Sometimes, network administrators make the penetration tester's life harder. Some of them do use firewalls for what they are meant to, surprisingly! Allowing traffic only onto known machines, ports and services (ingress filtering) and setting strong egress access control lists is one of these cases. In such scenarios when you have owned a machine part of the internal network or the DMZ (e.g. in a Citrix breakout engagement or similar), it is not always trivial to get a reverse shell over TCP, not to consider a bind shell.

However, what about UDP (commonly a DNS tunnel) or ICMP as the channel to get a reverse shell? ICMP is the focus on this tool.

Description

icmpsh is a simple reverse ICMP shell with a win32 slave and a POSIX compatible master in C, Perl or Python. The main advantage over the other similar open source tools is that it does not require administrative privileges to run onto the target machine.

The tool is clean, easy and portable. The slave (client) runs on the target Windows machine, it is written in C and works on Windows only whereas the master (server) can run on any platform on the attacker machine as it has been implemented in C and Perl by Nico Leidecker and I have ported it to Python too, hence this GitHub fork.

Features

  • Open source software - primarily coded by Nico, forked by me.
  • Client/server architecture.
  • The master is portable across any platform that can run either C, Perl or Python code.
  • The target system has to be Windows because the slave runs on that platform only for now.
  • The user running the slave on the target system does not require administrative privileges.

Usage

Running the master

The master is straight forward to use. There are no extra libraries required for the C and Python versions. The Perl master however has the following dependencies:

  • IO::Socket
  • NetPacket::IP
  • NetPacket::ICMP

When running the master, don't forget to disable ICMP replies by the OS. For example:

sysctl -w net.ipv4.icmp_echo_ignore_all=1

If you miss doing that, you will receive information from the slave, but the slave is unlikely to receive commands send from the master.

Running the slave

The slave comes with a few command line options as outlined below:

-t host            host ip address to send ping requests to. This option is mandatory!
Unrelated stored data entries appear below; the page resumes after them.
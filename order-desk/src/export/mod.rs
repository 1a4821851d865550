//! Export Gateway
//!
//! Turns an order (or the whole history) into a downloadable sheet.
//!
//! - **sheet**: row model, headers and date/discount formatting
//! - **xlsx**: workbook encoding, one named worksheet per sheet
//! - **csv**: in-memory CSV encoding
//! - **file**: encoded sheets written into the export directory
//!
//! The desk only depends on the [`ExportGateway`] trait; front ends can
//! plug in their own spreadsheet writer.

pub mod csv;
pub mod file;
pub mod sheet;
pub mod xlsx;

use async_trait::async_trait;
use std::path::PathBuf;
use std::sync::Arc;
use thiserror::Error;

// Re-exports
pub use csv::CsvExporter;
pub use file::FileExporter;
pub use sheet::{OrderSheet, SHEET_HEADERS, SheetRow};
pub use xlsx::XlsxExporter;

/// Export errors
#[derive(Debug, Error)]
pub enum ExportError {
    #[error("IO error: {0}")]
    Io(#[from] std::io::Error),

    #[error("Nothing to export: {0}")]
    EmptySheet(String),

    #[error("Workbook error: {0}")]
    Xlsx(#[from] rust_xlsxwriter::XlsxError),

    #[error("Export rejected: {0}")]
    Rejected(String),
}

pub type ExportResult<T> = Result<T, ExportError>;

/// Serialized export
#[derive(Debug, Clone, PartialEq, Eq)]
pub struct ExportArtifact {
    pub file_name: String,
    pub content_type: String,
    pub bytes: Vec<u8>,
    /// Where the artifact was saved, if it was saved
    pub location: Option<PathBuf>,
}

/// Sheet serializer / saver
#[async_trait]
pub trait ExportGateway: Send + Sync {
    async fn export(&self, sheet: &OrderSheet) -> ExportResult<ExportArtifact>;
}

/// In-memory encoding of a sheet into one file format
pub trait SheetEncoder: Send + Sync + std::fmt::Debug {
    fn encode(&self, sheet: &OrderSheet) -> ExportResult<ExportArtifact>;
}

/// File format used by [`FileExporter`]
#[derive(Debug, Clone, Copy, Default, PartialEq, Eq)]
pub enum ExportFormat {
    #[default]
    Xlsx,
    Csv,
}

impl ExportFormat {
    /// Case-insensitive `xlsx` / `csv`
    pub fn parse(value: &str) -> Option<Self> {
        match value.trim().to_ascii_lowercase().as_str() {
            "xlsx" => Some(Self::Xlsx),
            "csv" => Some(Self::Csv),
            _ => None,
        }
    }

    pub fn encoder(self) -> Arc<dyn SheetEncoder> {
        match self {
            Self::Xlsx => Arc::new(XlsxExporter::new()),
            Self::Csv => Arc::new(CsvExporter::new()),
        }
    }
}

#[cfg(test)]
mod tests {
    use super::*;

    #[test]
    fn test_export_format_parse() {
        assert_eq!(ExportFormat::parse("xlsx"), Some(ExportFormat::Xlsx));
        assert_eq!(ExportFormat::parse(" CSV "), Some(ExportFormat::Csv));
        assert_eq!(ExportFormat::parse("pdf"), None);
        assert_eq!(ExportFormat::default(), ExportFormat::Xlsx);
    }
}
-r                 send a single test icmp request containing the string "Test1234" and then quit. 
                   This is for testing the connection.

-d milliseconds    delay between requests in milliseconds 

-o milliseconds    timeout of responses in milliseconds. If a response has not received in time, 
                   the slave will increase a counter of blanks. If that counter reaches a limit, the slave will quit.
                   The counter is set back to 0 if a response was received.

-b num             limit of blanks (unanswered icmp requests before quitting

-s bytes           maximal data buffer size in bytes

In order to improve the speed, lower the delay (-d) between requests or increase the size (-s) of the data buffer.

icmp-slave-complete.c : Hard coded values

For the ease of execution, I have hard coded the values of target, delay, timeout, data buffer. It will help to execute the binary directly without command line arguments.

Check line number 186 to 197.

  • target: IP address of attacker's machine
  • delay: delay between requests in milliseconds
  • timeout: timeout in milliseconds
  • max_blanks: maximal number of blanks (unanswered icmp requests)
  • max_data_size: maximal data buffer size in bytes

License

This source code is free software; you can redistribute it and/or modify it under the terms of the GNU Lesser General Public License as published by the Free Software Foundation; either version 2.1 of the License, or (at your option) any later version.

This library is distributed in the hope that it will be useful, but WITHOUT ANY WARRANTY; without even the implied warranty of MERCHANTABILITY or FITNESS FOR A PARTICULAR PURPOSE. See the GNU Lesser General Public License for more details.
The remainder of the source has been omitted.